What this paper adds: We identified two siblings (sister and brother) with atypical Aicardi-Goutières syndrome type 2 due to RNASEH2B mutation. Manifestations included spastic quadriplegia and anarthria but preserved intellect and increased iron signal in the basal ganglia. RNASEH2B-related Aicardi-Goutières syndrome type 2 can have present with a variable phenotype, including idiopathic spastic cerebral palsy.

Figure 1

(a) Neuroimaging results. (i) Magnetic resonance imaging (T2, T2-FLAIR and T2*) and CT of patients 1 (II-1) and 2 (II-3) revealed grossly normal anatomy, nonspecific small white matter lesions, and globus pallidus hypointensity on T2* and T2-FLAIR (arrows), consistent with abnormal metal deposition. Computed tomography scans demonstrated no evident brain parenchymal calcifications. (ii) T2, T2-FLAIR and T2* from an age-matched normal control is shown for comparison. (iii) Axial FLAIR images from patient 2 (II-3) showing red nucleus and substantia nigra, which are iron containing and appear hypointense on FLAIR imaging.
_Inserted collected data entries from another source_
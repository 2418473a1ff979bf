//! Request payloads accepted by the VPC manager
//!
//! Validation here is field-level only (presence, ranges, tag keys). CIDR
//! arithmetic belongs to the subnet partitioner in `vpc-core`.

use schemars::JsonSchema;
use serde::{Deserialize, Serialize};

use crate::{Tag, ValidationError};

/// Request to create a VPC with subnets, gateway and route tables
#[derive(Clone, Debug, PartialEq, Eq, Serialize, Deserialize, JsonSchema)]
pub struct CreateVpcRequest {
    /// CIDR block for the VPC, e.g. 10.0.0.0/16
    pub vpc_cidr: String,

    /// Total number of subnets to create
    pub subnet_count: i64,

    /// Number of subnets to make public (defaults to half, rounded down)
    #[serde(default, skip_serializing_if = "Option::is_none")]
    pub public_subnet_count: Option<i64>,

    /// Tags for the VPC
    #[serde(default, skip_serializing_if = "Option::is_none")]
    pub vpc_tags: Option<Vec<Tag>>,

    /// Tags for the subnets; entry `i` is applied to subnet `i`
    #[serde(default, skip_serializing_if = "Option::is_none")]
    pub subnet_tags: Option<Vec<Tag>>,

    /// Region, e.g. ap-south-1
    pub region: String,
}

impl CreateVpcRequest {
    pub fn new(vpc_cidr: impl Into<String>, subnet_count: i64, region: impl Into<String>) -> Self {
        Self {
            vpc_cidr: vpc_cidr.into(),
            subnet_count,
            public_subnet_count: None,
            vpc_tags: None,
            subnet_tags: None,
            region: region.into(),
        }
    }

    pub fn with_public_subnet_count(mut self, count: i64) -> Self {
        self.public_subnet_count = Some(count);
        self
    }

    pub fn with_vpc_tags(mut self, tags: Vec<Tag>) -> Self {
        self.vpc_tags = Some(tags);
        self
    }

    pub fn with_subnet_tags(mut self, tags: Vec<Tag>) -> Self {
        self.subnet_tags = Some(tags);
        self
    }

    /// Public subnet count after applying the default of `subnet_count / 2`
    pub fn resolved_public_subnet_count(&self) -> i64 {
        self.public_subnet_count.unwrap_or(self.subnet_count / 2)
    }

    pub fn validate(&self) -> Result<(), ValidationError> {
        if self.vpc_cidr.trim().is_empty() {
            return Err(ValidationError::MissingField("vpc_cidr"));
        }
        if self.region.trim().is_empty() {
            return Err(ValidationError::MissingField("region"));
        }
        if self.subnet_count <= 0 {
            return Err(ValidationError::invalid(
                "subnet_count",
                format!("must be positive, got {}", self.subnet_count),
            ));
        }

        let public = self.resolved_public_subnet_count();
        if public < 0 || public > self.subnet_count {
            return Err(ValidationError::invalid(
                "public_subnet_count",
                format!("must be between 0 and {}, got {}", self.subnet_count, public),
            ));
        }

        validate_tags("vpc_tags", self.vpc_tags.as_deref())?;
        validate_tags("subnet_tags", self.subnet_tags.as_deref())?;
        Ok(())
    }
}

/// Request to replace the tags of an existing VPC
#[derive(Clone, Debug, Default, PartialEq, Eq, Serialize, Deserialize, JsonSchema)]
pub struct UpdateVpcTagsRequest {
    #[serde(default, skip_serializing_if = "Option::is_none")]
    pub vpc_tags: Option<Vec<Tag>>,

    pub region: String,
}

impl UpdateVpcTagsRequest {
    /// The new tag set; an absent list clears nothing and applies nothing
    pub fn tags(&self) -> Vec<Tag> {
        self.vpc_tags.clone().unwrap_or_default()
    }

    pub fn validate(&self) -> Result<(), ValidationError> {
        if self.region.trim().is_empty() {
            return Err(ValidationError::MissingField("region"));
        }
        validate_tags("vpc_tags", self.vpc_tags.as_deref())
    }
}

fn validate_tags(field: &'static str, tags: Option<&[Tag]>) -> Result<(), ValidationError> {
    for tag in tags.unwrap_or_default() {
        if tag.key.trim().is_empty() {
            return Err(ValidationError::invalid(field, "tag keys must not be empty"));
        }
    }
    Ok(())
}

#[cfg(test)]
mod tests {
    use super::*;

    #[test]
    fn test_public_count_defaults_to_half() {
        assert_eq!(CreateVpcRequest::new("10.0.0.0/16", 5, "us-east-1").resolved_public_subnet_count(), 2);
        assert_eq!(CreateVpcRequest::new("10.0.0.0/16", 1, "us-east-1").resolved_public_subnet_count(), 0);
        let explicit = CreateVpcRequest::new("10.0.0.0/16", 4, "us-east-1").with_public_subnet_count(4);
        assert_eq!(explicit.resolved_public_subnet_count(), 4);
    }

    #[test]
    fn test_validate_rejects_non_positive_count() {
        let err = CreateVpcRequest::new("10.0.0.0/16", 0, "us-east-1").validate().unwrap_err();
        assert!(matches!(err, ValidationError::InvalidField { field: "subnet_count", .. }));
        assert!(CreateVpcRequest::new("10.0.0.0/16", -3, "us-east-1").validate().is_err());
    }

    #[test]
    fn test_validate_public_count_range() {
        let too_many = CreateVpcRequest::new("10.0.0.0/16", 2, "us-east-1").with_public_subnet_count(3);
        assert!(too_many.validate().is_err());
        let negative = CreateVpcRequest::new("10.0.0.0/16", 2, "us-east-1").with_public_subnet_count(-1);
        assert!(negative.validate().is_err());
    }

    #[test]
    fn test_validate_required_fields() {
        assert_eq!(
            CreateVpcRequest::new("", 2, "us-east-1").validate(),
            Err(ValidationError::MissingField("vpc_cidr"))
        );
        assert_eq!(
            CreateVpcRequest::new("10.0.0.0/16", 2, " ").validate(),
            Err(ValidationError::MissingField("region"))
        );
    }

    #[test]
    fn test_validate_tag_keys() {
        let request = CreateVpcRequest::new("10.0.0.0/16", 2, "us-east-1")
            .with_subnet_tags(vec![Tag::new("", "x")]);
        assert!(request.validate().is_err());

        let update = UpdateVpcTagsRequest {
            vpc_tags: Some(vec![Tag::new("Env", "dev")]),
            region: "us-east-1".to_string(),
        };
        assert!(update.validate().is_ok());
        assert_eq!(update.tags(), vec![Tag::new("Env", "dev")]);
    }

    #[test]
    fn test_deserialize_minimal_payload() {
        let request: CreateVpcRequest = serde_json::from_str(
            r#"{"vpc_cidr": "10.1.0.0/16", "subnet_count": 2, "region": "ap-south-1",
                "vpc_tags": [{"Key": "Name", "Value": "TestVPC"}]}"#,
        )
        .unwrap();
        assert_eq!(request.public_subnet_count, None);
        assert_eq!(request.vpc_tags, Some(vec![Tag::new("Name", "TestVPC")]));
        assert!(request.validate().is_ok());
    }
}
Magnetic resonance images were obtained using a 3.0 T Philips Achieva scanner. Acquisition parameters were: T2 (repetition time 5400ms; echo time 100ms; echo train length 26; acquisition time 90s); T2-FLAIR (repetition time 11 000ms; inversion time 2700ms; echo time, 120ms; echo train length 20; acquisition time 90s); and T2* (repetition time 600ms; echo time 15ms; echo train length 5; acquisition time 30s). Age-matched control was scanned on the same scanner with the same acquisition parameters. (b) Family pedigree and molecular data. Affected patients are shown in black. Unaffected family members are shown in white. Chromatogram images show that patients 1 (II-1) and 2 (II-3) are homozygous for the c.529G>A in RNASEH2B, while their father (I-1) mother (I-2), and unaffected brother (II-2) are heterozygous for the mutation. CT, computed tomography; FLAIR, fluid-attenuated inversion recovery.